- _AIM OF THE TASK_
Across the records that follow, determine how many lines contain "ObservabilityConfig" and give only the resulting number.

- _DATA EXTRACT_
......

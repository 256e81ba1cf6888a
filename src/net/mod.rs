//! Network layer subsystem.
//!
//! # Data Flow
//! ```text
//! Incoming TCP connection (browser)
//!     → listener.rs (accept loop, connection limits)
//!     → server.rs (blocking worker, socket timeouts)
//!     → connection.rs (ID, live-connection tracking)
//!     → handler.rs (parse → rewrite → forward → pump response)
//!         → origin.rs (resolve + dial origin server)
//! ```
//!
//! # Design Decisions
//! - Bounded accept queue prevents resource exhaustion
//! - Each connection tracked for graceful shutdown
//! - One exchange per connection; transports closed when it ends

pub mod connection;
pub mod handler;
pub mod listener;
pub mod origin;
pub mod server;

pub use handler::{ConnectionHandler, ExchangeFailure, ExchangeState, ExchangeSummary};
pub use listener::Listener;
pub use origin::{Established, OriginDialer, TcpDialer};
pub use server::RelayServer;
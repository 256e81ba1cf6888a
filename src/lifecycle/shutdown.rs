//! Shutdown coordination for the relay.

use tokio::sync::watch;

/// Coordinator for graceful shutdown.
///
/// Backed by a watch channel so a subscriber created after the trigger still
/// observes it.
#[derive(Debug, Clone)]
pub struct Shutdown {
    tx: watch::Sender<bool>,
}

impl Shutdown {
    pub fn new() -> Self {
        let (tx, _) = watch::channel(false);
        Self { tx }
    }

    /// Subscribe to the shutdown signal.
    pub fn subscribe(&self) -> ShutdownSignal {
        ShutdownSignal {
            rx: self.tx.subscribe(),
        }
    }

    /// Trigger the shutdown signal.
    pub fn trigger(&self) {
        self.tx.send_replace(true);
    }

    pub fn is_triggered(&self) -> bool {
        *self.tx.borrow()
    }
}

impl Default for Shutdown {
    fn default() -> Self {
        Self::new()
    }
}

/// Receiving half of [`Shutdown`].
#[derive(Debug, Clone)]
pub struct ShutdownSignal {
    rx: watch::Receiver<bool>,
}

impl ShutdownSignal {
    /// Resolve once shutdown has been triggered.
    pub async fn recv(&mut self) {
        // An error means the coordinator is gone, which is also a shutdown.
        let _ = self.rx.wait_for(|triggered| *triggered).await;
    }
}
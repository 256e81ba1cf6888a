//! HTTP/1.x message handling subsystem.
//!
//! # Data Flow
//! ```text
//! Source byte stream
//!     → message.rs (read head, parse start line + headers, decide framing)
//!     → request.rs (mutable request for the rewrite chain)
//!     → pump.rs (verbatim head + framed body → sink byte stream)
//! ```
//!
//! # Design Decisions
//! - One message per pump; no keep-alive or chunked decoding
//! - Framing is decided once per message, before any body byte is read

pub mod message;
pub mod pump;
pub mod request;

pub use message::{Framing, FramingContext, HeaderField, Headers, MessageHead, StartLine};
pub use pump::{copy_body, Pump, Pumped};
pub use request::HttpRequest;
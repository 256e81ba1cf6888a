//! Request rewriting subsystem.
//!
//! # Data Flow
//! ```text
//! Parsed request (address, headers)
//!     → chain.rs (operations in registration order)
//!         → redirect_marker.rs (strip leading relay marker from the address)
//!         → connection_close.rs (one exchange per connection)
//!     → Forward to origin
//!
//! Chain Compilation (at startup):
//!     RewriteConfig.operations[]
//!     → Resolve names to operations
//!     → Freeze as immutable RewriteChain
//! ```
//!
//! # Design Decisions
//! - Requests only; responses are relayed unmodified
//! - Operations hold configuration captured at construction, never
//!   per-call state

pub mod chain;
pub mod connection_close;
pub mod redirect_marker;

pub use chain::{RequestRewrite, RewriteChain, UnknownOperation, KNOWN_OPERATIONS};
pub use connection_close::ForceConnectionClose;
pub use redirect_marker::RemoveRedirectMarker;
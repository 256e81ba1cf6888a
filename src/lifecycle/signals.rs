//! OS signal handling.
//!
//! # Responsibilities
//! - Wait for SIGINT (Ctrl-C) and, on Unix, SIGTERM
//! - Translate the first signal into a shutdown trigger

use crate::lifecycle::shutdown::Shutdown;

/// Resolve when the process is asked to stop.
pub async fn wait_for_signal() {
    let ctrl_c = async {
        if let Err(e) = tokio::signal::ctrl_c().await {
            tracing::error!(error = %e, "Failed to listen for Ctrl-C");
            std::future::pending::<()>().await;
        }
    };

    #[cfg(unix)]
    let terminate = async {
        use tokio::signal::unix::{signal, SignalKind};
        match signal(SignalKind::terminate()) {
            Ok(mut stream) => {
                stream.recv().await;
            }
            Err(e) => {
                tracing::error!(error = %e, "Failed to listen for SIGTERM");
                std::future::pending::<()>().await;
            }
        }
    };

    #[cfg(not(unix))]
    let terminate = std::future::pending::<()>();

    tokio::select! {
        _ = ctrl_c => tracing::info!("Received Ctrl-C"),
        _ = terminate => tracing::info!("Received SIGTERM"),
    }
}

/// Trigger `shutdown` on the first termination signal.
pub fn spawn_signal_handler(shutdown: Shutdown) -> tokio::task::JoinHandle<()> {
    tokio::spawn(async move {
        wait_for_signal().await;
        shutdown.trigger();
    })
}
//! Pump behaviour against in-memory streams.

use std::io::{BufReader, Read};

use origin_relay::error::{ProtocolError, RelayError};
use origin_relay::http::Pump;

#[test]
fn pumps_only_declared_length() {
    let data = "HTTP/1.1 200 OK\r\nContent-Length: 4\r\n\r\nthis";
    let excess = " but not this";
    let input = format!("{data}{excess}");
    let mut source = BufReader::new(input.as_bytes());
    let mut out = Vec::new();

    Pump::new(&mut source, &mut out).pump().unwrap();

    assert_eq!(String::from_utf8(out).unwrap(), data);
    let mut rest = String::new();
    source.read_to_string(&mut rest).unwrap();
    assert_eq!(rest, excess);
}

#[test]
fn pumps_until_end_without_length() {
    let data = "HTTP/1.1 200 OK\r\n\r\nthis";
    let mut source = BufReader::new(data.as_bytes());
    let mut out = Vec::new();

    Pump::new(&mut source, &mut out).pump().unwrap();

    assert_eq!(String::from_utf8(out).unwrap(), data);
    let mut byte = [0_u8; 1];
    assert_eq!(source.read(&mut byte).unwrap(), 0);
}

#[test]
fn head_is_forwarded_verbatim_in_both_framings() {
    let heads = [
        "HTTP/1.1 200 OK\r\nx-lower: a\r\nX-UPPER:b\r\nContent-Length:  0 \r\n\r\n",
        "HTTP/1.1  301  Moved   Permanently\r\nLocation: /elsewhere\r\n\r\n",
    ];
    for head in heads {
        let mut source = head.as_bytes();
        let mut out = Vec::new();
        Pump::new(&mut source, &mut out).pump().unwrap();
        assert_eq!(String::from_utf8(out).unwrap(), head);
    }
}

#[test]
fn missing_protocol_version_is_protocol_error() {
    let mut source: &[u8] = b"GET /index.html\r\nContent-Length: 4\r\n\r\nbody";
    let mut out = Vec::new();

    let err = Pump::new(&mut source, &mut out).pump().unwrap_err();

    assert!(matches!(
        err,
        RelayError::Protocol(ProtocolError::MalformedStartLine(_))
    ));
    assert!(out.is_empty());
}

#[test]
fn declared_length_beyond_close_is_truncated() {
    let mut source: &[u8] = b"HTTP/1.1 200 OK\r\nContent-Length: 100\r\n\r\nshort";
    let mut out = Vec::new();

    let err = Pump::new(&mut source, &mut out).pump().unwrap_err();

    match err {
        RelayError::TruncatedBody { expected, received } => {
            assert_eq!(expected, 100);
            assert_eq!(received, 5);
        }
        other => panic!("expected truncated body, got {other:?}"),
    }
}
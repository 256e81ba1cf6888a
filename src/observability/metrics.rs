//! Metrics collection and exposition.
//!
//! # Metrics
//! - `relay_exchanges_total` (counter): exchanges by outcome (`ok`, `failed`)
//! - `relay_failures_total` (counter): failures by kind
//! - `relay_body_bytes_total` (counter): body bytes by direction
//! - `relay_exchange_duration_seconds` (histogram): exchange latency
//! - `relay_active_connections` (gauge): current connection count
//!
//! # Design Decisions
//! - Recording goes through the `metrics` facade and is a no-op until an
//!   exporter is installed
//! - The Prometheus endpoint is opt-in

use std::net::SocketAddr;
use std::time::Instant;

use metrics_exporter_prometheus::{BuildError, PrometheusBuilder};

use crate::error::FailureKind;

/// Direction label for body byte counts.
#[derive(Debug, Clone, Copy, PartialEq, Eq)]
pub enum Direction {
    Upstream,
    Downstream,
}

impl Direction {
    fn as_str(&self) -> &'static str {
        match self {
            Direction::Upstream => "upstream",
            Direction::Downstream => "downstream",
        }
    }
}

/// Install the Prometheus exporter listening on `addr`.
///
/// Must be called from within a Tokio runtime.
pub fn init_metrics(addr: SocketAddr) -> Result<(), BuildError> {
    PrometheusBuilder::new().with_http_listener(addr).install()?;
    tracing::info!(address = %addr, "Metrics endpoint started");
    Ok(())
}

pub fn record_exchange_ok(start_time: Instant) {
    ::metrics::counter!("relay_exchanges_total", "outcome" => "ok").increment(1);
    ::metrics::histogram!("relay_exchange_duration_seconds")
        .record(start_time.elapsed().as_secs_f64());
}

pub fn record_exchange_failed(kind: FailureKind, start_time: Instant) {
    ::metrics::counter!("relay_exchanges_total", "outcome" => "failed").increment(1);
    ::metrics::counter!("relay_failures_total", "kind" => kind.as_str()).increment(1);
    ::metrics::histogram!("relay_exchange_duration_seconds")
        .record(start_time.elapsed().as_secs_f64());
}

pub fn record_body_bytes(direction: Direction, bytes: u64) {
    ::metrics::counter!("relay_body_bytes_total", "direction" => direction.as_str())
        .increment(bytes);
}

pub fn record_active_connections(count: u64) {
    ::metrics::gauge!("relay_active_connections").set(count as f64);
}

......

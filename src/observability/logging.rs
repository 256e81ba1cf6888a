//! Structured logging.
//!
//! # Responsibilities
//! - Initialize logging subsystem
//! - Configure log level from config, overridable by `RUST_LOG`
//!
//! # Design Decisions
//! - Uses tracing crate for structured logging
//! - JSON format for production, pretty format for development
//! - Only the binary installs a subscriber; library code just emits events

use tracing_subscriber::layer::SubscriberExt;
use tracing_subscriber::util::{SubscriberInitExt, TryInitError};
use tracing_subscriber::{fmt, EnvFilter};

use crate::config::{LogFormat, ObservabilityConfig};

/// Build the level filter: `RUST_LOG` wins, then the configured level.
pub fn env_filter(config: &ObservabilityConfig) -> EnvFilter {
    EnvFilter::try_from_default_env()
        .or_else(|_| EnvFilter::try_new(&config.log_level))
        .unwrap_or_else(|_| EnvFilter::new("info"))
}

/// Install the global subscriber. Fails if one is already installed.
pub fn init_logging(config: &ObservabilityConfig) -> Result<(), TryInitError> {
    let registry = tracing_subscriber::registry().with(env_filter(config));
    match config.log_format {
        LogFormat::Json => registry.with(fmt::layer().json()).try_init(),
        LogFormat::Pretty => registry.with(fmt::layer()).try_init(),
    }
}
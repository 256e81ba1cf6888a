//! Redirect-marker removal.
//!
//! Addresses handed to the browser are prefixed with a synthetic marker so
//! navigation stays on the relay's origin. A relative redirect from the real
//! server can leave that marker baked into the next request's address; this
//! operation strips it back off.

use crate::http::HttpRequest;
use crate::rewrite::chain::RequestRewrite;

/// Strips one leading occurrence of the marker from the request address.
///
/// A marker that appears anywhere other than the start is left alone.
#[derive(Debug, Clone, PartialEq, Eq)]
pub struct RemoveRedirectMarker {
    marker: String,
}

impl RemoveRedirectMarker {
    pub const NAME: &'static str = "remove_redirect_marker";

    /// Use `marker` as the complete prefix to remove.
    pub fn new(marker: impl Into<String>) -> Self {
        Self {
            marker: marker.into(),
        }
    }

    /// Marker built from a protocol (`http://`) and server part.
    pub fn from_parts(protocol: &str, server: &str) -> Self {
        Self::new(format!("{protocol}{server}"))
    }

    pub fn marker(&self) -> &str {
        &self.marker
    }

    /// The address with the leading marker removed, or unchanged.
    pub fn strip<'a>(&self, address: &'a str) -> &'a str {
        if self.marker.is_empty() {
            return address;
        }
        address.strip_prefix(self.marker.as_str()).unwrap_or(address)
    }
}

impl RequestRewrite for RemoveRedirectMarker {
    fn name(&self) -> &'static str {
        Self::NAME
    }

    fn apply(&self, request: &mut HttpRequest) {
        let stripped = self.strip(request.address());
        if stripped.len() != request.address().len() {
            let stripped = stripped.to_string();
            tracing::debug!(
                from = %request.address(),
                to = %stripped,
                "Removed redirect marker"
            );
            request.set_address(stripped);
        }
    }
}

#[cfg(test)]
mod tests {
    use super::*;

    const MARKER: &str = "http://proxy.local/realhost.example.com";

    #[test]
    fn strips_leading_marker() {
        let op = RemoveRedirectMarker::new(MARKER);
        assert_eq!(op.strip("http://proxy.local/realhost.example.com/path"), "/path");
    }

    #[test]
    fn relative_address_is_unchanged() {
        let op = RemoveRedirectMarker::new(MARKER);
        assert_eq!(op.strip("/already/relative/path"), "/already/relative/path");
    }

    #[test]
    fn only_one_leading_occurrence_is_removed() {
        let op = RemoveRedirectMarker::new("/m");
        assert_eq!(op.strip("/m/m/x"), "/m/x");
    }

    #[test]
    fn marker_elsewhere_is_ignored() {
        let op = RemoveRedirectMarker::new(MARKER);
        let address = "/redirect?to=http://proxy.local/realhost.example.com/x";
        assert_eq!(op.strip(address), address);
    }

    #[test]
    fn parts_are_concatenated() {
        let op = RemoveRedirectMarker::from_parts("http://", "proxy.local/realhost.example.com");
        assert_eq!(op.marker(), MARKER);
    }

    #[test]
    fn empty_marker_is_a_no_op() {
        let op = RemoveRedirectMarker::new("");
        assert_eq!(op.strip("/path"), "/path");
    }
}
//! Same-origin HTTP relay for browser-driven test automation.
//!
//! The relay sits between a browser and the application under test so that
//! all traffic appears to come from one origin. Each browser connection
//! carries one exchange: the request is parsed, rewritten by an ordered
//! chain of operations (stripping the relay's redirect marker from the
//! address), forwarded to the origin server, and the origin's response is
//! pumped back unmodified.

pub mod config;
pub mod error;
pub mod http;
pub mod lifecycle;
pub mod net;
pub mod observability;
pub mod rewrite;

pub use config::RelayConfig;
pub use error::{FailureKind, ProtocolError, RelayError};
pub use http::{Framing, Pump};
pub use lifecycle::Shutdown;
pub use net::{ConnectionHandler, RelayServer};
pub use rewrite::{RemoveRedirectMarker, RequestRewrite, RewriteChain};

......

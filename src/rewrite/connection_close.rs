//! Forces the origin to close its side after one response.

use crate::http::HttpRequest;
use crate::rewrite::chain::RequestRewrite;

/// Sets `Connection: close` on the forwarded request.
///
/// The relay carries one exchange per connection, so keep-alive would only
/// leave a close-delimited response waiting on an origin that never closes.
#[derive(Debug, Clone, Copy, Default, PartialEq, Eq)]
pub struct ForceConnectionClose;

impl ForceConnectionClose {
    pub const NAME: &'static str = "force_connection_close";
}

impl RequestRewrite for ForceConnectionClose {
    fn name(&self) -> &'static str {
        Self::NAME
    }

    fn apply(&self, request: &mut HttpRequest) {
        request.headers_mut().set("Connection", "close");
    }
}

......

- _WRITTEN SOLUTION_
3